Thursday, January 19, 2006

Tamar River Odyssey


In the wake of America's recent Martin Luther King holiday, I'd just like to say (forgive me Dr King) "I have a dream". My dream isn't as auspicious or as philanthropic as Dr King's dream (not that I don't share that dream too) ... my dream is one of a Tamar Valley odyssey.
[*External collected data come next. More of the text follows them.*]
//! Document handle with memoized extraction results.
//!
//! A [`Document`] owns the page count, the per-backend result cache, and the
//! truncation limits. Extraction goes through [`Document::get_text`], which
//! guarantees at-most-once adapter invocation per cache key even under
//! concurrent callers: the first caller computes, racing callers block on a
//! condvar until the result lands in the cache.

use crate::backend::{truncate_chars, Adapter};
use crate::config::BenchConfig;
use crate::error::{Error, Result};
use crate::registry::BackendRegistry;
use crate::timing::measure;
use crate::types::{BackendId, BackendResult};
use ahash::AHashMap;
use parking_lot::{Condvar, Mutex};
use std::collections::HashSet;
use std::path::{Path, PathBuf};
use std::sync::Arc;

/// Unit of in-flight computation. Per-page backends fill one cache key per
/// call; whole-document backends fill every page from a single call and are
/// keyed by backend alone so concurrent page requests coalesce.
#[derive(Debug, Clone, Copy, PartialEq, Eq, Hash)]
enum FlightKey {
    Page(BackendId, usize),
    Document(BackendId),
}

#[derive(Default)]
struct CacheState {
    entries: AHashMap<(BackendId, usize), BackendResult>,
    in_flight: HashSet<FlightKey>,
}

/// An open PDF under benchmark.
pub struct Document {
    name: String,
    folder: PathBuf,
    path: PathBuf,
    page_count: usize,
    max_page_chars: usize,
    max_document_chars: usize,
    registry: Arc<BackendRegistry>,
    state: Mutex<CacheState>,
    completed: Condvar,
}

impl Document {
    /// Open `path`, resolving its page count with the structure resolver.
    ///
    /// Fails when the file is missing or not a readable PDF; backends are not
    /// invoked here.
    pub fn open(path: impl AsRef<Path>, registry: Arc<BackendRegistry>, config: &BenchConfig) -> Result<Self> {
        let path = path.as_ref();
        let page_count = crate::backends::resolve_page_count(path)?;
        Self::with_page_count(path, page_count, registry, config)
    }

    /// Build a handle for a document whose page count the caller already
    /// knows. The file must exist; its structure is not re-verified.
    pub fn with_page_count(
        path: impl AsRef<Path>,
        page_count: usize,
        registry: Arc<BackendRegistry>,
        config: &BenchConfig,
    ) -> Result<Self> {
        let path = path.as_ref();
        if !path.exists() {
            return Err(Error::DocumentOpen {
                path: path.to_path_buf(),
                message: "file does not exist".to_string(),
            });
        }

        let name = path
            .file_stem()
            .map(|s| s.to_string_lossy().into_owned())
            .unwrap_or_default();
        let folder = path.parent().map(Path::to_path_buf).unwrap_or_default();

        Ok(Self {
            name,
            folder,
            path: path.to_path_buf(),
            page_count,
            max_page_chars: config.max_page_chars,
            max_document_chars: config.max_document_chars,
            registry,
            state: Mutex::new(CacheState::default()),
            completed: Condvar::new(),
        })
    }

    /// File name without the `.pdf` extension.
    pub fn name(&self) -> &str {
        &self.name
    }

    /// Directory containing the document.
    pub fn folder(&self) -> &Path {
        &self.folder
    }

    /// Full path to the document.
    pub fn path(&self) -> &Path {
        &self.path
    }

    pub fn page_count(&self) -> usize {
        self.page_count
    }

    /// Extract `page_index` with `backend`, memoized.
    ///
    /// The first call per cache key invokes the adapter under the timing
    /// wrapper; later calls (and concurrent racers) get the cached
    /// [`BackendResult`], failures included. Only two conditions surface as
    /// `Err`, and neither is cached: a page index outside the document, and a
    /// backend id with no adapter bound.
    pub fn get_text(&self, backend: BackendId, page_index: usize) -> Result<BackendResult> {
        if page_index >= self.page_count {
            return Err(Error::PageOutOfRange {
                page_index,
                page_count: self.page_count,
            });
        }
        let adapter = self
            .registry
            .get(backend)
            .ok_or(Error::BackendUnavailable(backend))?;

        let key = match adapter {
            Adapter::PerPage(_) => FlightKey::Page(backend, page_index),
            Adapter::WholeDocument(_) => FlightKey::Document(backend),
        };

        {
            let mut state = self.state.lock();
            loop {
                if let Some(result) = state.entries.get(&(backend, page_index)) {
                    return Ok(result.clone());
                }
                if state.in_flight.insert(key) {
                    break;
                }
                self.completed.wait(&mut state);
            }
        }

        tracing::debug!(%backend, page_index, document = %self.name, "running extraction");
        let computed = match adapter {
            Adapter::PerPage(extractor) => {
                let result = match measure(|| extractor.extract_page(&self.path, page_index)) {
                    Ok((text, elapsed)) => {
                        BackendResult::success(backend, page_index, truncate_chars(text, self.max_page_chars), elapsed)
                    }
                    Err(e) => {
                        tracing::warn!(%backend, page_index, error = %e, "extraction failed");
                        BackendResult::failure(backend, page_index, e.to_string())
                    }
                };
                vec![result]
            }
            Adapter::WholeDocument(extractor) => self.compute_whole_document(backend, extractor.as_ref()),
        };

        let mut state = self.state.lock();
        for result in computed {
            state.entries.insert((result.backend, result.page_index), result);
        }
        state.in_flight.remove(&key);
        let result = state
            .entries
            .get(&(backend, page_index))
            .cloned()
            .ok_or_else(|| Error::extraction(backend.as_str(), "extraction produced no entry for the requested page"));
        drop(state);
        self.completed.notify_all();
        result
    }

    /// Run a whole-document adapter and fan the outcome out to every page.
    ///
    /// The single measured duration is recorded on each page's entry: the
    /// document was extracted once, and that is the cost any page access paid.
    /// A page-count mismatch poisons every page with the same failure rather
    /// than guessing at an alignment.
    fn compute_whole_document(&self, backend: BackendId, extractor: &dyn crate::backend::DocumentExtractor) -> Vec<BackendResult> {
        match measure(|| extractor.extract_all_pages(&self.path)) {
            Ok((pages, elapsed)) if pages.len() == self.page_count => pages
                .into_iter()
                .enumerate()
                .map(|(index, text)| {
                    BackendResult::success(backend, index, truncate_chars(text, self.max_document_chars), elapsed)
                })
                .collect(),
            Ok((pages, _)) => {
                let detail = format!(
                    "backend returned {} page(s) for a document with {}",
                    pages.len(),
                    self.page_count
                );
                tracing::warn!(%backend, document = %self.name, "{detail}");
                (0..self.page_count)
                    .map(|index| BackendResult::failure(backend, index, detail.clone()))
                    .collect()
            }
            Err(e) => {
                tracing::warn!(%backend, document = %self.name, error = %e, "whole-document extraction failed");
                let detail = e.to_string();
                (0..self.page_count)
                    .map(|index| BackendResult::failure(backend, index, detail.clone()))
                    .collect()
            }
        }
    }
}

impl std::fmt::Debug for Document {
    fn fmt(&self, f: &mut std::fmt::Formatter<'_>) -> std::fmt::Result {
        f.debug_struct("Document")
            .field("name", &self.name)
            .field("path", &self.path)
            .field("page_count", &self.page_count)
            .finish_non_exhaustive()
    }
}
In the humblest of ways, I discovered the Rosevears district the other day. Took a long drive and ended up in Launceston visiting my Gran. Gran's a top chick, and she suggested a "picnic by the river". So we packed cheese, crackers, pate, grapes, and hand-picked peas-in-the-pod from her garden. We drove along the west Tamar for 20-odd clicks out of Launceston. The time passed very quickly (we tend to natter, my Gran and I). Taking the turn off the highway at the Rosevears sign, just as the Tamar re-emerges into view, I found myself in a lolly shop for grown ups. On the right, magical unending river views with the rolling hills of the east Tamar beyond. On my left ... oooh, on my left was heaven.

Strathlynn, St Matthius, Rosevears, Ninth Island. The vineyards snuggle against the side of the road, and the road hugs the river. It's beautiful!

But Gran's not silly, there was no vineyard-hopping for me that day. We settled at a solitary picnic table under a lonely Norfolk Pine on the edge of a bend in the river. Gran said that years ago vandals had stripped the tree of all its branches, leaving just a sad old trunk. The branches were slowing returning, and they were glorious.

We had only a couple of hours to enjoy the sun and the blue sky and each others company (and of course, the picnic). Road signs sat insolently behind my back, whispering "Geoooorrrgieeeeeee ... come driiiiiiiiiiiink with uuuuuuuuusssss".

But I didn't.

I was so excited, and so astounded that I'd never been there before. Now I can't wait to go back. But I'll do it properly. None of this spur of the moment stuff. I'll book a cottage so I can stagger from cellar door to cellar door to bed.

Some call the Tamar Valley the "Valley of the Senses". I prefer to think of it as the "Valley of the Sensualists". One could end up on an express train to hell, or a slow boat to heaven (I'll leave that up to you to figure out).

But who'd have thought heaven could be so close by?

Yours with bated breath,
GW ;-)

p.s. Yes I know there is a boat called the Tamar Odyssey.

4 comments:

Stephen said...

I notice that the long-vacant Elizabeth's has some new livery in the form of an italian restaurant/cafe.

Let the coffee wars begin!

Anonymous said...

Graeme Phillips' article in Sunday Tasmanian was interesting reading.

Cheers

Jack

Anonymous said...

Pitty he has no idea....

Anonymous said...

Here, here. A new food reviewer for Hobart I say. Someone who has perhaps been in the Industry????? on a sucessful level.